Actors’ Renaissance Season opens at American Shakespeare Center

The American Shakespeare Center Actors’ Renaissance Season creates powerful and entertaining theatre by experimenting with how Shakespeare might have rehearsed.

To modern audiences, Shakespeare’s staging and rehearsal conditions might sound like antiquated practices, but they’re really focused on collaborative, experimental, and fast-paced theatre-making. The actors must work together to embrace the often chaotic few days they have to mount productions — and the results are fresh, creative, and straight out of the minds of our actors.

“The ASC Ren Season is our annual experiment into what we think Elizabethan and Jacobean rehearsal conditions might have been like, and this year we’re adding a few new twists,” says ASC Artistic Director and Co-Founder Jim Warren. “In addition to re-creating Shakespeare’s staging conditions (leaving the lights on the audience and including them in the world of the play) our Ren Season also includes re-creating some of Shakespeare’s rehearsal conditions of limited group rehearsals and actors often working with just their own lines and cues rather than full scripts. This year we’re also adding a brand new play and a rarely-performed play with an actor/manager/director at the helm. We hope these new wrinkles to our Ren Season will help us continue to reconnect with past practices as we rediscover more ways to go back to the future with new works and recover the joys and accessibility of Shakespeare’s language and staging conditions.”
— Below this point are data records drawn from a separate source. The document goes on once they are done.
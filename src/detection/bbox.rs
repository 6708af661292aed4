//! Integer bounding boxes in XYXY pixel format.

use serde::{Deserialize, Serialize};

/// An axis-aligned bounding box in XYXY format (x0, y0, x1, y1).
///
/// `(x0, y0)` is the top-left corner and `(x1, y1)` the bottom-right corner,
/// in image pixel coordinates. Detectors report whole pixels, so coordinates
/// are integers.
///
/// Note: This type does NOT enforce `x0 <= x1` or `y0 <= y1`, nor that the
/// box lies inside the image. Whatever the detector reports is kept as-is;
/// [`BBox::area`] is the only place that has to cope with a malformed box.
#[derive(Clone, Copy, Debug, Default, PartialEq, Eq, Hash)]
pub struct BBox {
    pub x0: i64,
    pub y0: i64,
    pub x1: i64,
    pub y1: i64,
}

impl BBox {
    /// Creates a new bounding box from explicit corner coordinates.
    #[inline]
    pub fn from_xyxy(x0: i64, y0: i64, x1: i64, y1: i64) -> Self {
        Self { x0, y0, x1, y1 }
    }

    /// Returns the width of the box, or zero if the box is inverted horizontally.
    #[inline]
    pub fn width(&self) -> i64 {
        self.x1.saturating_sub(self.x0).max(0)
    }

    /// Returns the height of the box, or zero if the box is inverted vertically.
    #[inline]
    pub fn height(&self) -> i64 {
        self.y1.saturating_sub(self.y0).max(0)
    }

    /// Returns the pixel area of the box.
    ///
    /// Always non-negative. Saturates at `i64::MAX` for boxes far larger
    /// than any image.
    #[inline]
    pub fn area(&self) -> i64 {
        self.width().saturating_mul(self.height())
    }

    /// Returns true if the box is properly ordered (x0 <= x1 and y0 <= y1).
    #[inline]
    pub fn is_ordered(&self) -> bool {
        self.x0 <= self.x1 && self.y0 <= self.y1
    }

    /// Returns the corners as an `[x0, y0, x1, y1]` array.
    #[inline]
    pub fn to_array(&self) -> [i64; 4] {
        [self.x0, self.y0, self.x1, self.y1]
    }
}

impl From<[i64; 4]> for BBox {
    fn from([x0, y0, x1, y1]: [i64; 4]) -> Self {
        Self::from_xyxy(x0, y0, x1, y1)
    }
}

impl From<(i64, i64, i64, i64)> for BBox {
    fn from((x0, y0, x1, y1): (i64, i64, i64, i64)) -> Self {
        Self::from_xyxy(x0, y0, x1, y1)
    }
}

// Serialized as a plain `[x0, y0, x1, y1]` array, the shape detectors emit.
impl Serialize for BBox {
    fn serialize<S: serde::Serializer>(&self, serializer: S) -> Result<S::Ok, S::Error> {
        self.to_array().serialize(serializer)
    }
}

impl<'de> Deserialize<'de> for BBox {
    fn deserialize<D: serde::Deserializer<'de>>(deserializer: D) -> Result<Self, D::Error> {
        let corners = <[i64; 4]>::deserialize(deserializer)?;
        Ok(BBox::from(corners))
    }
}
//! Fuzz target for detections sidecar JSON and the ranking built from it.

#![no_main]

use libfuzzer_sys::fuzz_target;
use phototagger::detection::{aggregate, rank, RawDetection};

fuzz_target!(|data: &[u8]| {
    if data.len() > 10 * 1024 * 1024 {
        return;
    }

    if let Ok(detections) = serde_json::from_slice::<Vec<RawDetection>>(data) {
        if let Some(set) = aggregate(detections, 640, 480) {
            let _ = rank(&set);
        }
    }
});
#[cfg(test)]
mod tests {
    use super::*;
    use crate::exif::tags::{DATE_TIME_ORIGINAL, MAKE, ORIENTATION, USER_COMMENT, XP_KEYWORDS};

    fn sample(order: ByteOrder) -> ExifData {
        let mut exif = ExifData::new(order);
        exif.set(IfdKind::Primary, MAKE, FieldType::Ascii, b"Canon\0".to_vec());
        exif.set(
            IfdKind::Primary,
            ORIENTATION,
            FieldType::Short,
            order.u16_bytes(6).to_vec(),
        );
        exif.set(
            IfdKind::Exif,
            DATE_TIME_ORIGINAL,
            FieldType::Ascii,
            b"2021:06:01 12:00:00\0".to_vec(),
        );
        exif.set(IfdKind::Gps, 0x0000, FieldType::Byte, vec![2, 3, 0, 0]);
        exif.set(IfdKind::Interop, 0x0001, FieldType::Ascii, b"R98\0".to_vec());
        exif.set(
            IfdKind::Thumbnail,
            0x0103,
            FieldType::Short,
            order.u16_bytes(6).to_vec(),
        );
        exif.thumbnail = Some(vec![0xFF, 0xD8, 0xFF, 0xD9]);
        exif
    }

    #[test]
    fn test_roundtrip_little_endian() {
        let original = sample(ByteOrder::LittleEndian);
        let tiff = original.to_tiff();
        assert_eq!(&tiff[..4], b"II\x2A\x00");

        let restored = ExifData::from_tiff(&tiff).expect("parse tiff");
        assert_eq!(original, restored);
    }

    #[test]
    fn test_roundtrip_big_endian() {
        let original = sample(ByteOrder::BigEndian);
        let tiff = original.to_tiff();
        assert_eq!(&tiff[..4], b"MM\x00\x2A");

        let restored = ExifData::from_tiff(&tiff).expect("parse tiff");
        assert_eq!(original, restored);
        assert_eq!(restored.thumbnail(), Some(&[0xFF, 0xD8, 0xFF, 0xD9][..]));
    }

    #[test]
    fn test_write_is_stable() {
        let tiff = sample(ByteOrder::LittleEndian).to_tiff();
        let again = ExifData::from_tiff(&tiff).unwrap().to_tiff();
        assert_eq!(tiff, again);
    }

    #[test]
    fn test_set_replaces_only_target_tag() {
        let mut exif = sample(ByteOrder::BigEndian);
        exif.set(IfdKind::Primary, XP_KEYWORDS, FieldType::Byte, vec![0x61, 0, 0, 0, 0, 0]);
        exif.set(IfdKind::Primary, XP_KEYWORDS, FieldType::Byte, vec![0x62, 0, 0, 0]);
        exif.set(IfdKind::Exif, USER_COMMENT, FieldType::Undefined, b"ASCII\0\0\0hi".to_vec());

        let restored = ExifData::from_tiff(&exif.to_tiff()).unwrap();
        let keywords = restored.get(IfdKind::Primary, XP_KEYWORDS).unwrap();
        assert_eq!(keywords.raw, vec![0x62, 0, 0, 0]);
        assert_eq!(keywords.count, 4);
        assert_eq!(
            restored.get(IfdKind::Primary, MAKE).unwrap().raw,
            b"Canon\0".to_vec()
        );
        assert_eq!(restored.ifd(IfdKind::Exif).len(), 2);
    }

    #[test]
    fn test_out_of_line_values_are_word_aligned() {
        let mut exif = ExifData::new(ByteOrder::LittleEndian);
        exif.set(IfdKind::Primary, MAKE, FieldType::Ascii, b"Nikon\0\0".to_vec());
        exif.set(IfdKind::Primary, 0x0110, FieldType::Ascii, b"D750\0".to_vec());
        let tiff = exif.to_tiff();

        // Entries start at 8 + 2; each value offset field sits 8 bytes in.
        let first = u32::from_le_bytes(tiff[18..22].try_into().unwrap());
        let second = u32::from_le_bytes(tiff[30..34].try_into().unwrap());
        assert_eq!(first % 2, 0);
        assert_eq!(second, first + 8);
        let restored = ExifData::from_tiff(&tiff).unwrap();
        assert_eq!(restored, exif);
    }

    #[test]
    fn test_rejects_bad_header() {
        assert!(ExifData::from_tiff(b"II").is_err());
        assert!(ExifData::from_tiff(b"XX\x2A\x00\x08\x00\x00\x00").is_err());
        assert!(ExifData::from_tiff(b"II\x2B\x00\x08\x00\x00\x00").is_err());
    }

    #[test]
    fn test_rejects_out_of_range_ifd() {
        let tiff = b"II\x2A\x00\xFF\x00\x00\x00";
        assert!(ExifData::from_tiff(tiff).is_err());
    }

    #[test]
    fn test_rejects_ifd_cycle() {
        // IFD0 with zero entries whose next pointer points back at itself.
        let mut tiff = b"II\x2A\x00\x08\x00\x00\x00".to_vec();
        tiff.extend_from_slice(&[0, 0]);
        tiff.extend_from_slice(&8u32.to_le_bytes());
        assert!(ExifData::from_tiff(&tiff).is_err());
    }

    #[test]
    fn test_skips_unknown_field_type() {
        let mut tiff = b"II\x2A\x00\x08\x00\x00\x00".to_vec();
        tiff.extend_from_slice(&2u16.to_le_bytes());
        // tag 0x0100, type 99 (unknown)
        tiff.extend_from_slice(&[0x00, 0x01, 99, 0, 1, 0, 0, 0, 0, 0, 0, 0]);
        // tag 0x0112 Orientation, SHORT, 1
        tiff.extend_from_slice(&[0x12, 0x01, 3, 0, 1, 0, 0, 0, 1, 0, 0, 0]);
        tiff.extend_from_slice(&0u32.to_le_bytes());

        let exif = ExifData::from_tiff(&tiff).unwrap();
        assert_eq!(exif.ifd(IfdKind::Primary).tags().collect::<Vec<_>>(), vec![ORIENTATION]);
    }
}
//! Free-text `UserComment` payloads.

use serde::ser::{SerializeMap, SerializeSeq};
use serde::{Serialize, Serializer};

use crate::detection::{Detection, DetectionSet};

/// Character-code prefix marking a `UserComment` value as Unicode text.
pub const USER_COMMENT_UNICODE_PREFIX: &[u8; 8] = b"UNICODE\0";

/// Encodes `text` as an EXIF `UserComment` value: the Unicode character-code
/// prefix followed by the text as UTF-16 big-endian, without terminator.
pub fn encode_user_comment(text: &str) -> Vec<u8> {
    let mut bytes = Vec::with_capacity(USER_COMMENT_UNICODE_PREFIX.len() + 2 * text.len());
    bytes.extend_from_slice(USER_COMMENT_UNICODE_PREFIX);
    for unit in text.encode_utf16() {
        bytes.extend_from_slice(&unit.to_be_bytes());
    }
    bytes
}

/// Renders every detection of `set` as JSON, grouped by label.
///
/// Labels appear in first-occurrence order; each maps to a list of
/// `{"confidence": .., "area": ..}` objects with confidence rounded to two
/// decimals and area in pixels.
pub fn raw_detection_comment(set: &DetectionSet) -> Result<String, serde_json::Error> {
    serde_json::to_string(&ByLabel(set))
}

struct ByLabel<'a>(&'a DetectionSet);

struct LabelRecords<'a> {
    label: &'a str,
    records: &'a [Detection],
}

#[derive(Serialize)]
struct RecordSummary {
    confidence: f64,
    area: i64,
}

impl Serialize for ByLabel<'_> {
    fn serialize<S: Serializer>(&self, serializer: S) -> Result<S::Ok, S::Error> {
        let labels = self.0.labels_unique();
        let mut map = serializer.serialize_map(Some(labels.len()))?;
        for label in labels {
            map.serialize_entry(
                label,
                &LabelRecords {
                    label,
                    records: self.0.records(),
                },
            )?;
        }
        map.end()
    }
}

impl Serialize for LabelRecords<'_> {
    fn serialize<S: Serializer>(&self, serializer: S) -> Result<S::Ok, S::Error> {
        let mut seq = serializer.serialize_seq(None)?;
        for record in self.records.iter().filter(|r| r.label() == self.label) {
            seq.serialize_element(&RecordSummary {
                confidence: round_to(record.confidence(), 2),
                area: record.area(),
            })?;
        }
        seq.end()
    }
}

/// Rounds to `decimals` places on the exact binary value, ties to even.
///
/// `0.125` becomes `0.12` and `0.675` (stored as 0.67499...) becomes `0.67`.
fn round_to(value: f64, decimals: usize) -> f64 {
    format!("{:.*}", decimals, value).parse().unwrap_or(value)
}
The Actors’ Renaissance Season begins performances on January 13 with The Merchant of Venice, featuring a full troupe of American Shakespeare Center veterans. Against the backdrop of social intolerance suddenly buffeted by inevitable change, Shakespeare weaves interconnected tales of friendship, love, and family while bringing to life one of his strongest and most resourceful heroines. Mingling dreamy romance with senseless and timeless cultural conflicts, The Merchant of Venice reveals that mercy and love can come from unexpected places.

Coriolanus joins The Merchant of Venice in rotating repertory on January 19. Loaded with startling contemporary commentary on politics, politicians, and “the people” politicians represent, Coriolanus gives us a stark look at the triumphs and failures of a tragic hero. With his insightful analysis on the political journey of Rome’s most famous military man, Shakespeare highlights the pitfalls of pride and and the danger of arrogance in one of his final and most complex tragedies.

The School for Scandal throws uproarious comedy into the mix on February 2. Rumors abound in this searing comedy of manners, where no one can avoid the stinging bite of gossip — even though the truth is sometimes juicier. A rich guardian tests his wards to choose the worthier heir, but there’s more to them than meets the eye. Throw in a few scandal-mongers, a wandering wife, and a sneaky hireling name Snake, and A School for Scandal will have you rolling in your seat.

February 23 brings the world premiere performance of the new play Shakespeare’s Sister by Emma Whipday. Judith Shakespeare has one ambition: to be a playwright. When her debt-ridden father forces her into an engagement, she runs away with the help of dashing actor Ned Alleyn, hoping to join her brother in London. But when Judith arrives in the plague-stricken capital, she finds her brother gone, Ned engaged to another, and her play refused. Judith confronts a society where women’s freedoms are curtailed; and a government tackling religious extremism in a climate of fear. Judith must choose between succumbing to social pressures, and following her dream, no matter what the cost in this moving and funny play..

Finally the ASC rediscovers a play which has never seen a professional production in America, The Fair Maid of the Exchange. Anthony, Ferdinand, and Frank must battle it out to win her love, and they’re not above underhanded tricks and disguises to get her attention. This wickedly witty city comedy pits brother against brother, and shows even in sibling rivalries, somebody has to come out on top. ASC veteran actor René Thornton, Jr. steps into the director/manager chair like Peter Quince in Midsummer to lead the troupe in reviving this show for (we think) the first time in over 400 years.  Performances of Fair Maid begin March 22.

The Actors’ Renaissance Season features American Shakespeare Center veterans Lauren Ballard, Grant Davis, Allison Glenzer, John Harrell, Ginna Hoben, Josh Innerst, Chris Johnston, David Anthony Lewis, Benjamin Reed, Tim Sailer, René Thornton Jr., and Jessika Williams.

An opening night party will be held on January 14 at the Stonewall Jackson Hotel after the opening of The Merchant of Venice during which the 2017/18 Season will be announced. Premium level tickets start at $42 and can be purchased online at www.AmericanShakespeareCenter.com or by calling the box office at 1.877.MUCH.ADO. Residents of Staunton, Waynesboro or Augusta County can take advantage of $18 local rush tickets on Tuesdays, Wednesdays, and Thursdays. Student, Senior, Military, and AAA discounts are available.